That could be starting to change, as one of the world's biggest reactor companies, Areva, publicly declared an interest in thorium.
Speaking at the Thorium Energy Conference 2013 here last week, Areva vice president Luc Van Den Durpel said the French company has struck a research and development deal with €12.8 ($17.3) billion Belgian chemical stalwart Solvay to investigate the possible uses of thorium as a nuclear fuel.


Areva's Luc Van Den Durpel, speaking in Geneva last week, says maybe just maybe there's something to this thorium after all.

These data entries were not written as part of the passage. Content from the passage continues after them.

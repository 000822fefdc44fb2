//! Tunable passthrough parameters
//!
//! Every field has a default, so an empty JSON object is a valid config.

use serde::{Deserialize, Serialize};
use std::path::Path;
use std::time::Duration;

use crate::error::{Error, Result};
use crate::tracking::DisplayOrientation;

/// Which passthrough renderer draws the camera quad.
#[derive(Serialize, Deserialize, Clone, Copy, PartialEq, Eq, Debug, Default)]
#[serde(rename_all = "lowercase")]
pub enum PassthroughVariant {
    /// Shader program bound to the per-eye model-view-projection matrix;
    /// the quad's vertices still land as clip-space coordinates.
    #[default]
    Shader,
    /// Screen-aligned quad, no transform bound or applied.
    Direct,
    /// Opt-in: the vertex stage applies the MVP, placing the quad
    /// `passthrough_distance` in front of the eyes.
    Projected,
}

#[derive(Serialize, Deserialize, Clone, PartialEq, Eq, Debug)]
pub struct PoseStreamConfig {
    /// `host:port` of the pose receiver.
    pub address: String,
}

#[derive(Serialize, Deserialize, Clone, PartialEq, Debug)]
#[serde(default)]
pub struct PassthroughConfig {
    pub z_near: f32,
    pub z_far: f32,
    pub floor_height: f32,
    pub prediction_offset_ms: u64,
    pub passthrough_size: f32,
    /// Meters in front of the eyes the passthrough plane is placed at.
    pub passthrough_distance: f32,
    pub variant: PassthroughVariant,
    /// Multiply the tracked head pose into each eye view.
    pub apply_head_pose: bool,
    pub display_orientation: DisplayOrientation,
    pub pose_stream: Option<PoseStreamConfig>,
}

impl Default for PassthroughConfig {
    fn default() -> Self {
        Self {
            z_near: 0.1,
            z_far: 100.0,
            floor_height: -1.7,
            prediction_offset_ms: 50,
            passthrough_size: 0.5,
            passthrough_distance: 1.0,
            variant: PassthroughVariant::Shader,
            apply_head_pose: false,
            display_orientation: DisplayOrientation::LandscapeLeft,
            pose_stream: None,
        }
    }
}

impl PassthroughConfig {
    pub fn from_json(json: &str) -> Result<Self> {
        let config: Self = serde_json::from_str(json)?;
        config.validate()?;
        Ok(config)
    }

    pub fn load(path: impl AsRef<Path>) -> Result<Self> {
        let json = std::fs::read_to_string(path)?;
        Self::from_json(&json)
    }

    pub fn validate(&self) -> Result<()> {
        if !(self.z_near > 0.0) {
            return Err(Error::Config(format!("z_near must be positive, got {}", self.z_near)));
        }
        if !(self.z_far > self.z_near) {
            return Err(Error::Config(format!(
                "z_far ({}) must be beyond z_near ({})",
                self.z_far, self.z_near
            )));
        }
        if !(self.passthrough_size > 0.0) {
            return Err(Error::Config(format!(
                "passthrough_size must be positive, got {}",
                self.passthrough_size
            )));
        }
        if !(self.passthrough_distance >= self.z_near && self.passthrough_distance <= self.z_far) {
            return Err(Error::Config(format!(
                "passthrough_distance ({}) must lie between the clip planes",
                self.passthrough_distance
            )));
        }
        Ok(())
    }

    pub fn prediction_offset(&self) -> Duration {
        Duration::from_millis(self.prediction_offset_ms)
    }
}

#[cfg(test)]
mod tests {
    use super::*;

    #[test]
    fn empty_object_gives_defaults() {
        let config = PassthroughConfig::from_json("{}").unwrap();
        assert_eq!(config, PassthroughConfig::default());
        assert_eq!(config.prediction_offset(), Duration::from_millis(50));
        assert!(!config.apply_head_pose);
    }

    #[test]
    fn parses_variant_and_stream() {
        let config = PassthroughConfig::from_json(
            r#"{
                "variant": "direct",
                "apply_head_pose": true,
                "display_orientation": "landscape_right",
                "pose_stream": { "address": "192.168.0.10:50001" }
            }"#,
        )
        .unwrap();

        assert_eq!(config.variant, PassthroughVariant::Direct);
        assert!(config.apply_head_pose);
        assert_eq!(config.display_orientation, DisplayOrientation::LandscapeRight);
        assert_eq!(config.pose_stream.unwrap().address, "192.168.0.10:50001");
    }

    #[test]
    fn projected_variant_is_opt_in() {
        assert_eq!(PassthroughConfig::default().variant, PassthroughVariant::Shader);
        let config = PassthroughConfig::from_json(r#"{ "variant": "projected" }"#).unwrap();
        assert_eq!(config.variant, PassthroughVariant::Projected);
    }

    #[test]
    fn rejects_inverted_clip_planes() {
        let err = PassthroughConfig::from_json(r#"{ "z_near": 5.0, "z_far": 1.0 }"#).unwrap_err();
        assert!(matches!(err, Error::Config(_)));
    }

    #[test]
    fn rejects_non_positive_size() {
        assert!(PassthroughConfig::from_json(r#"{ "passthrough_size": 0.0 }"#).is_err());
    }

    #[test]
    fn rejects_plane_outside_clip_range() {
        assert!(PassthroughConfig::from_json(r#"{ "passthrough_distance": 0.05 }"#).is_err());
    }

    #[test]
    fn bad_json_is_a_json_error() {
        assert!(matches!(PassthroughConfig::from_json("{"), Err(Error::Json(_))));
    }
}
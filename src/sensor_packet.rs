//! Pose packets streamed to a remote receiver over UDP.
//!
//! Wire layout (big-endian f32, 100 bytes):
//! `head_pose[16] | accel[3] | gyro[3] | magnet[3]`

use log::{info, warn};
use std::net::{ToSocketAddrs, UdpSocket};

use crate::error::{Error, Result};

pub const POSE_PACKET_LEN: usize = (16 + 3 * 3) * 4;

#[derive(Debug, Clone, Copy, PartialEq, Default)]
pub struct PosePacket {
    /// Column-major head transform.
    pub head_pose: [f32; 16],
    pub accel: [f32; 3],
    pub gyro: [f32; 3],
    pub magnet: [f32; 3],
}

impl PosePacket {
    pub fn encode(&self) -> [u8; POSE_PACKET_LEN] {
        let mut out = [0u8; POSE_PACKET_LEN];
        let values = self
            .head_pose
            .iter()
            .chain(&self.accel)
            .chain(&self.gyro)
            .chain(&self.magnet);
        for (chunk, value) in out.chunks_exact_mut(4).zip(values) {
            chunk.copy_from_slice(&value.to_be_bytes());
        }
        out
    }

    pub fn decode(bytes: &[u8]) -> Result<Self> {
        if bytes.len() != POSE_PACKET_LEN {
            return Err(Error::Platform(format!(
                "pose packet must be {} bytes, got {}",
                POSE_PACKET_LEN,
                bytes.len()
            )));
        }
        let mut floats = bytes
            .chunks_exact(4)
            .map(|c| f32::from_be_bytes([c[0], c[1], c[2], c[3]]));

        let mut packet = Self::default();
        let fields: [&mut [f32]; 4] = [
            &mut packet.head_pose,
            &mut packet.accel,
            &mut packet.gyro,
            &mut packet.magnet,
        ];
        for field in fields {
            for slot in field.iter_mut() {
                *slot = floats.next().unwrap_or_default();
            }
        }
        Ok(packet)
    }
}

/// Fire-and-forget UDP sender.
pub struct PoseStreamer {
    socket: UdpSocket,
    sent: u64,
    failed: u64,
}

impl PoseStreamer {
    pub fn connect(address: &str) -> Result<Self> {
        let target = address
            .to_socket_addrs()?
            .next()
            .ok_or_else(|| Error::Config(format!("pose stream address {address} did not resolve")))?;

        let bind = if target.is_ipv4() { "0.0.0.0:0" } else { "[::]:0" };
        let socket = UdpSocket::bind(bind)?;
        socket.connect(target)?;
        info!("Streaming poses to {}", target);

        Ok(Self {
            socket,
            sent: 0,
            failed: 0,
        })
    }

    /// Send failures are logged and dropped.
    pub fn send(&mut self, packet: &PosePacket) {
        match self.socket.send(&packet.encode()) {
            Ok(_) => self.sent += 1,
            Err(e) => {
                self.failed += 1;
                // One line per burst, not per frame.
                if self.failed == 1 || self.failed % 100 == 0 {
                    warn!("Pose packet send failed ({} so far): {}", self.failed, e);
                }
            }
        }
    }

    pub fn sent(&self) -> u64 {
        self.sent
    }

    pub fn failed(&self) -> u64 {
        self.failed
    }
}

#[cfg(test)]
mod tests {
    use super::*;
    use std::time::Duration;

    fn sample() -> PosePacket {
        let mut head_pose = [0.0; 16];
        for (i, v) in head_pose.iter_mut().enumerate() {
            *v = i as f32;
        }
        PosePacket {
            head_pose,
            accel: [0.1, 9.81, -0.2],
            gyro: [0.0, 0.5, 0.0],
            magnet: [30.0, -12.5, 4.0],
        }
    }

    #[test]
    fn layout_is_big_endian_in_field_order() {
        let bytes = sample().encode();
        assert_eq!(bytes.len(), 100);
        assert_eq!(&bytes[4..8], &1.0f32.to_be_bytes());
        assert_eq!(&bytes[64..68], &0.1f32.to_be_bytes());
        assert_eq!(&bytes[76..80], &0.0f32.to_be_bytes());
        assert_eq!(&bytes[96..100], &4.0f32.to_be_bytes());
    }

    #[test]
    fn decode_rejects_short_packets() {
        assert!(PosePacket::decode(&[0u8; 99]).is_err());
        assert_eq!(PosePacket::decode(&sample().encode()).unwrap(), sample());
    }

    #[test]
    fn streams_over_loopback() {
        let receiver = UdpSocket::bind("127.0.0.1:0").unwrap();
        receiver
            .set_read_timeout(Some(Duration::from_secs(2)))
            .unwrap();
        let address = receiver.local_addr().unwrap().to_string();

        let mut streamer = PoseStreamer::connect(&address).unwrap();
        streamer.send(&sample());

        let mut buf = [0u8; 256];
        let n = receiver.recv(&mut buf).unwrap();
        assert_eq!(PosePacket::decode(&buf[..n]).unwrap(), sample());
        assert_eq!(streamer.sent(), 1);
        assert_eq!(streamer.failed(), 0);
    }

    #[test]
    fn unresolvable_address_is_an_error() {
        assert!(PoseStreamer::connect("not an address").is_err());
    }
}
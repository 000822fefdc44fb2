//! Fakes shared by the unit tests.

use glam::{Mat4, Vec2, Vec4};
use std::cell::{Cell, RefCell};
use std::collections::{BTreeSet, VecDeque};
use std::rc::Rc;

use crate::calibration::{CalibrationStore, DeviceCalibration, ViewerProfile};
use crate::compositor::{DistortionRenderer, DistortionRendererFactory};
use crate::error::{Error, Result};
use crate::gpu::{
    EyeTextureDescription, FramebufferId, GpuDevice, ProgramId, QuadDraw, RenderState,
    RenderbufferId, ShaderSource, TextureId, Viewport,
};
use crate::lens::{DistortionMesh, Eye, LensDistortion, LensDistortionFactory, ProfileLensFactory};
use crate::tracking::{Clock, DisplayOrientation, HeadPose, HeadTracker};

#[derive(Debug, Clone, PartialEq)]
pub struct RecordedDraw {
    pub framebuffer: FramebufferId,
    pub viewport: Viewport,
    pub program: ProgramId,
    pub texture: TextureId,
    pub positions: [f32; 8],
    pub mvp: Option<Mat4>,
    /// Whether the drawing program multiplies positions by `mvp`.
    pub applies_mvp: bool,
}

impl RecordedDraw {
    /// Where the vertex stage puts each strip vertex, after the divide.
    pub fn clip_positions(&self) -> [Vec2; 4] {
        let transform = match (self.applies_mvp, self.mvp) {
            (true, Some(mvp)) => mvp,
            _ => Mat4::IDENTITY,
        };
        std::array::from_fn(|i| {
            let (x, y) = (self.positions[2 * i], self.positions[2 * i + 1]);
            let clip = transform * Vec4::new(x, y, 0.0, 1.0);
            Vec2::new(clip.x / clip.w, clip.y / clip.w)
        })
    }
}

#[derive(Debug, Clone, PartialEq)]
pub enum GpuCall {
    CreateRenderTexture(TextureId, u32, u32),
    CreateExternalTexture(TextureId),
    CreateDepth(RenderbufferId, u32, u32),
    CreateFramebuffer(FramebufferId, TextureId, RenderbufferId),
    CreateProgram(ProgramId, &'static str),
    DeleteTexture(TextureId),
    DeleteRenderbuffer(RenderbufferId),
    DeleteFramebuffer(FramebufferId),
    DeleteProgram(ProgramId),
    BindFramebuffer(FramebufferId),
    RenderState(RenderState),
    Clear,
    Viewport(Viewport),
    Draw(RecordedDraw),
    CompositorCreated(u32),
    CompositorReleased(u32),
    SetMesh(u32, Eye, usize),
    Composite {
        compositor: u32,
        target: FramebufferId,
        viewport: Viewport,
        left: EyeTextureDescription,
        right: EyeTextureDescription,
    },
}

/// Records every call and tracks which object ids are alive.
#[derive(Debug, Default)]
pub struct RecordingGpu {
    pub calls: Vec<GpuCall>,
    pub pending_errors: VecDeque<u32>,
    pub fail_programs: bool,
    next_id: u32,
    live: BTreeSet<u32>,
    mvp_programs: BTreeSet<u32>,
    bound: FramebufferId,
    viewport: Viewport,
}

impl RecordingGpu {
    fn issue(&mut self) -> u32 {
        self.next_id += 1;
        self.live.insert(self.next_id);
        self.next_id
    }

    fn retire(&mut self, id: u32) {
        assert!(id != 0, "deleting the null object");
        assert!(self.live.remove(&id), "double delete of object {id}");
    }

    pub fn live_objects(&self) -> Vec<u32> {
        self.live.iter().copied().collect()
    }

    pub fn draws(&self) -> Vec<RecordedDraw> {
        self.calls
            .iter()
            .filter_map(|c| match c {
                GpuCall::Draw(d) => Some(d.clone()),
                _ => None,
            })
            .collect()
    }

    pub fn composites(&self) -> usize {
        self.calls
            .iter()
            .filter(|c| matches!(c, GpuCall::Composite { .. }))
            .count()
    }
}

impl GpuDevice for RecordingGpu {
    fn create_render_texture(&mut self, width: u32, height: u32) -> TextureId {
        let id = TextureId(self.issue());
        self.calls.push(GpuCall::CreateRenderTexture(id, width, height));
        id
    }

    fn create_external_texture(&mut self) -> TextureId {
        let id = TextureId(self.issue());
        self.calls.push(GpuCall::CreateExternalTexture(id));
        id
    }

    fn create_depth_renderbuffer(&mut self, width: u32, height: u32) -> RenderbufferId {
        let id = RenderbufferId(self.issue());
        self.calls.push(GpuCall::CreateDepth(id, width, height));
        id
    }

    fn create_framebuffer(&mut self, color: TextureId, depth: RenderbufferId) -> FramebufferId {
        let id = FramebufferId(self.issue());
        self.calls.push(GpuCall::CreateFramebuffer(id, color, depth));
        id
    }

    fn create_program(&mut self, source: &ShaderSource) -> Result<ProgramId> {
        if self.fail_programs {
            return Err(Error::Shader {
                label: source.label,
                message: "link failed".to_string(),
            });
        }
        let id = ProgramId(self.issue());
        if source.applies_mvp {
            self.mvp_programs.insert(id.0);
        }
        self.calls.push(GpuCall::CreateProgram(id, source.label));
        Ok(id)
    }

    fn delete_texture(&mut self, id: TextureId) {
        self.retire(id.0);
        self.calls.push(GpuCall::DeleteTexture(id));
    }

    fn delete_renderbuffer(&mut self, id: RenderbufferId) {
        self.retire(id.0);
        self.calls.push(GpuCall::DeleteRenderbuffer(id));
    }

    fn delete_framebuffer(&mut self, id: FramebufferId) {
        self.retire(id.0);
        self.calls.push(GpuCall::DeleteFramebuffer(id));
    }

    fn delete_program(&mut self, id: ProgramId) {
        self.retire(id.0);
        self.calls.push(GpuCall::DeleteProgram(id));
    }

    fn bind_framebuffer(&mut self, id: FramebufferId) {
        self.bound = id;
        self.calls.push(GpuCall::BindFramebuffer(id));
    }

    fn apply_render_state(&mut self, state: &RenderState) {
        self.calls.push(GpuCall::RenderState(*state));
    }

    fn clear(&mut self) {
        self.calls.push(GpuCall::Clear);
    }

    fn set_viewport(&mut self, viewport: Viewport) {
        self.viewport = viewport;
        self.calls.push(GpuCall::Viewport(viewport));
    }

    fn draw_quad(&mut self, draw: &QuadDraw<'_>) {
        self.calls.push(GpuCall::Draw(RecordedDraw {
            framebuffer: self.bound,
            viewport: self.viewport,
            program: draw.program,
            texture: draw.texture,
            positions: *draw.positions,
            mvp: draw.mvp,
            applies_mvp: self.mvp_programs.contains(&draw.program.0),
        }));
    }

    fn take_error(&mut self) -> Option<u32> {
        self.pending_errors.pop_front()
    }
}

/// Compositor that logs into the recording device.
pub struct RecordingCompositor {
    serial: u32,
}

impl DistortionRenderer<RecordingGpu> for RecordingCompositor {
    fn set_mesh(&mut self, gpu: &mut RecordingGpu, mesh: &DistortionMesh, eye: Eye) {
        gpu.calls
            .push(GpuCall::SetMesh(self.serial, eye, mesh.vertices.len()));
    }

    fn render_eye_to_display(
        &mut self,
        gpu: &mut RecordingGpu,
        target: FramebufferId,
        viewport: Viewport,
        left_eye: &EyeTextureDescription,
        right_eye: &EyeTextureDescription,
    ) {
        gpu.calls.push(GpuCall::Composite {
            compositor: self.serial,
            target,
            viewport,
            left: *left_eye,
            right: *right_eye,
        });
    }

    fn release(&mut self, gpu: &mut RecordingGpu) {
        gpu.calls.push(GpuCall::CompositorReleased(self.serial));
    }
}

pub fn recording_compositors() -> DistortionRendererFactory<RecordingGpu> {
    let mut serial = 0;
    Box::new(move |gpu: &mut RecordingGpu| {
        serial += 1;
        gpu.calls.push(GpuCall::CompositorCreated(serial));
        Box::new(RecordingCompositor { serial }) as Box<dyn DistortionRenderer<RecordingGpu>>
    })
}

#[derive(Debug, Default)]
pub struct StoreState {
    pub calibration: DeviceCalibration,
    pub scans: usize,
    pub reads: usize,
}

/// In-memory calibration store; clones share state.
#[derive(Debug, Clone, Default)]
pub struct MemoryStore(pub Rc<RefCell<StoreState>>);

impl MemoryStore {
    pub fn with_profile(profile: &ViewerProfile) -> Self {
        let store = Self::default();
        store.set(profile.encode().unwrap());
        store
    }

    pub fn set(&self, calibration: DeviceCalibration) {
        self.0.borrow_mut().calibration = calibration;
    }

    pub fn scans(&self) -> usize {
        self.0.borrow().scans
    }
}

impl CalibrationStore for MemoryStore {
    fn saved_params(&mut self) -> DeviceCalibration {
        let mut state = self.0.borrow_mut();
        state.reads += 1;
        state.calibration.clone()
    }

    fn scan_and_save(&mut self) {
        self.0.borrow_mut().scans += 1;
    }
}

pub struct ScriptedTracker {
    pose: Rc<Cell<HeadPose>>,
    queries: Rc<RefCell<Vec<(u64, DisplayOrientation)>>>,
    paused: Rc<Cell<bool>>,
}

impl ScriptedTracker {
    pub fn new(pose: HeadPose) -> Self {
        Self {
            pose: Rc::new(Cell::new(pose)),
            queries: Rc::default(),
            paused: Rc::default(),
        }
    }

    pub fn pose_handle(&self) -> Rc<Cell<HeadPose>> {
        self.pose.clone()
    }

    pub fn queries(&self) -> Rc<RefCell<Vec<(u64, DisplayOrientation)>>> {
        self.queries.clone()
    }

    pub fn paused_flag(&self) -> Rc<Cell<bool>> {
        self.paused.clone()
    }
}

impl HeadTracker for ScriptedTracker {
    fn pause(&mut self) {
        self.paused.set(true);
    }

    fn resume(&mut self) {
        self.paused.set(false);
    }

    fn pose(&mut self, timestamp_ns: u64, orientation: DisplayOrientation) -> HeadPose {
        self.queries.borrow_mut().push((timestamp_ns, orientation));
        self.pose.get()
    }
}

pub struct FixedClock(pub u64);

impl Clock for FixedClock {
    fn now_ns(&self) -> u64 {
        self.0
    }
}

/// Wraps [`ProfileLensFactory`] and logs lens lifetimes.
#[derive(Default)]
pub struct TracingLensFactory {
    pub events: Rc<RefCell<Vec<String>>>,
    serial: u32,
}

struct TracedLens {
    serial: u32,
    inner: Box<dyn LensDistortion>,
    events: Rc<RefCell<Vec<String>>>,
}

impl LensDistortion for TracedLens {
    fn distortion_mesh(&self, eye: Eye) -> &DistortionMesh {
        self.inner.distortion_mesh(eye)
    }

    fn eye_from_head_matrix(&self, eye: Eye) -> Mat4 {
        self.inner.eye_from_head_matrix(eye)
    }

    fn projection_matrix(&self, eye: Eye, z_near: f32, z_far: f32) -> Mat4 {
        self.inner.projection_matrix(eye, z_near, z_far)
    }
}

impl Drop for TracedLens {
    fn drop(&mut self) {
        self.events
            .borrow_mut()
            .push(format!("drop lens {}", self.serial));
    }
}

impl LensDistortionFactory for TracingLensFactory {
    fn create(
        &mut self,
        calibration: &DeviceCalibration,
        screen_width: u32,
        screen_height: u32,
    ) -> Result<Box<dyn LensDistortion>> {
        let inner = ProfileLensFactory
            .create(calibration, screen_width, screen_height)
            .inspect_err(|_| self.events.borrow_mut().push("reject calibration".to_string()))?;
        self.serial += 1;
        self.events.borrow_mut().push(format!(
            "create lens {} {}x{}",
            self.serial, screen_width, screen_height
        ));
        Ok(Box::new(TracedLens {
            serial: self.serial,
            inner,
            events: self.events.clone(),
        }))
    }
}
//! Matrix and quaternion helpers
//!
//! Thin layer over glam. Everything here uses GL conventions: column vectors,
//! column-major storage, right-handed, -Z forward.

use glam::{Mat4, Quat, Vec3, Vec4};

/// Translation matrix for `offset`.
pub fn translation(offset: Vec3) -> Mat4 {
    Mat4::from_translation(offset)
}

/// Rotation matrix from an `[x, y, z, w]` quaternion as reported by trackers.
///
/// The quaternion is normalized first; a zero quaternion maps to identity.
pub fn quat_xyzw_to_matrix(xyzw: [f32; 4]) -> Mat4 {
    let q = Quat::from_array(xyzw);
    if q.length_squared() <= f32::EPSILON {
        return Mat4::IDENTITY;
    }
    Mat4::from_quat(q.normalize())
}

/// Head transform: translate by `position`, then rotate by `orientation`.
pub fn pose_matrix(position: [f32; 3], orientation: [f32; 4]) -> Mat4 {
    translation(Vec3::from_array(position)) * quat_xyzw_to_matrix(orientation)
}

/// Column-major 16-float array, the layout GL uniforms and JNI callers expect.
pub fn to_gl_array(m: &Mat4) -> [f32; 16] {
    m.to_cols_array()
}

pub fn from_gl_array(values: &[f32; 16]) -> Mat4 {
    Mat4::from_cols_array(values)
}

/// Off-axis perspective projection (glFrustum layout).
pub fn frustum(left: f32, right: f32, bottom: f32, top: f32, near: f32, far: f32) -> Mat4 {
    let x_scale = 2.0 * near / (right - left);
    let y_scale = 2.0 * near / (top - bottom);
    let x_offset = (right + left) / (right - left);
    let y_offset = (top + bottom) / (top - bottom);
    let z_scale = -(far + near) / (far - near);
    let z_offset = -2.0 * far * near / (far - near);

    Mat4::from_cols(
        Vec4::new(x_scale, 0.0, 0.0, 0.0),
        Vec4::new(0.0, y_scale, 0.0, 0.0),
        Vec4::new(x_offset, y_offset, z_scale, -1.0),
        Vec4::new(0.0, 0.0, z_offset, 0.0),
    )
}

"Solvay and Areva have made an agreement to have a joint R&D program working on the whole set of thorium valorization (validation)," Van Den Durpel said in a presentation on the campus of international physics lab CERN, as I first reported on my Weinberg blog.
Many people believe that thorium augurs safer nuclear power that leaves much less long-lived waste than uranium, reduces the risk of weapons proliferation, effectively breeds new fuel, and that can support higher temperature operations. The increased temperature supports more efficient electricity generation and makes nuclear a candidate to replace fossil fuels as a source of industrial process heat. There is also about four times more thorium than uranium in the earth's crust.
Thorium is part of a growing movement to develop alternative nuclear technologies including altogether different reactors including "molten salt,""pebble bed" and "integral fast reactors," among others, all of which promise varying advantages in safety, waste, proliferation, cost and efficiency. In some cases, proponents of the different reactor types advocate thorium, in others they do not.
In its agreement with Solvay, Areva is not exactly racing toward a thorium future. Van Den Durpel ruled out any short term deployment and called the "medium term" a "possibility" in which Areva would mixthorium with other fuels like uranium and plutonium in conventional reactors. He said any transition to 100 percent thorium fuels would "take decades at least." He based his assessments on using thorium in conventional reactors. (For more click on the Weinberg link above.)
Solvay is interested because it processes rare earth minerals which contain thorium, a mildly radioactive element that is considered waste. For rare earth companies, thorium separate from rocks like monazite requires special costly storage, but it could be put to use as an asset if thorium reactors were to emerge. Manufacturers put rare earth metals into everything from missiles to cars to cellphones, so there is a potential ready-made source of extracted thorium.
Well known figures who promoted thorium at the conference included former UN weapons inspector Hans Blix, and Nobel Prize winning physicist Carlo Rubbia. Blix lauded thorium's proliferation resistance, and Rubbia said thorium has "absolute pre-eminence" over all other fuel types.
Photos by Mark Halper
More from CERN's thorium conference:
The thorium-rare earth connection, from SmartPlanet and elsewhere:
Thorium test bed:
Click here for a rich archive of nuclear stories, including many accounts of nuclear alternatives such as thorium, molten salt, pebble beds, fast reactors, modular reactors, fusion and more.
— By Mark Halper on November 5, 2013, 4:00 PM





Mark Halper

Contributing Editor
Mark Halper has written for TIME, Fortune, Financial Times, the UK's Independent on Sunday, Forbes, New York Times, Wired, Variety and The Guardian. He is based in Bristol, U.K. Follow him on Twitter.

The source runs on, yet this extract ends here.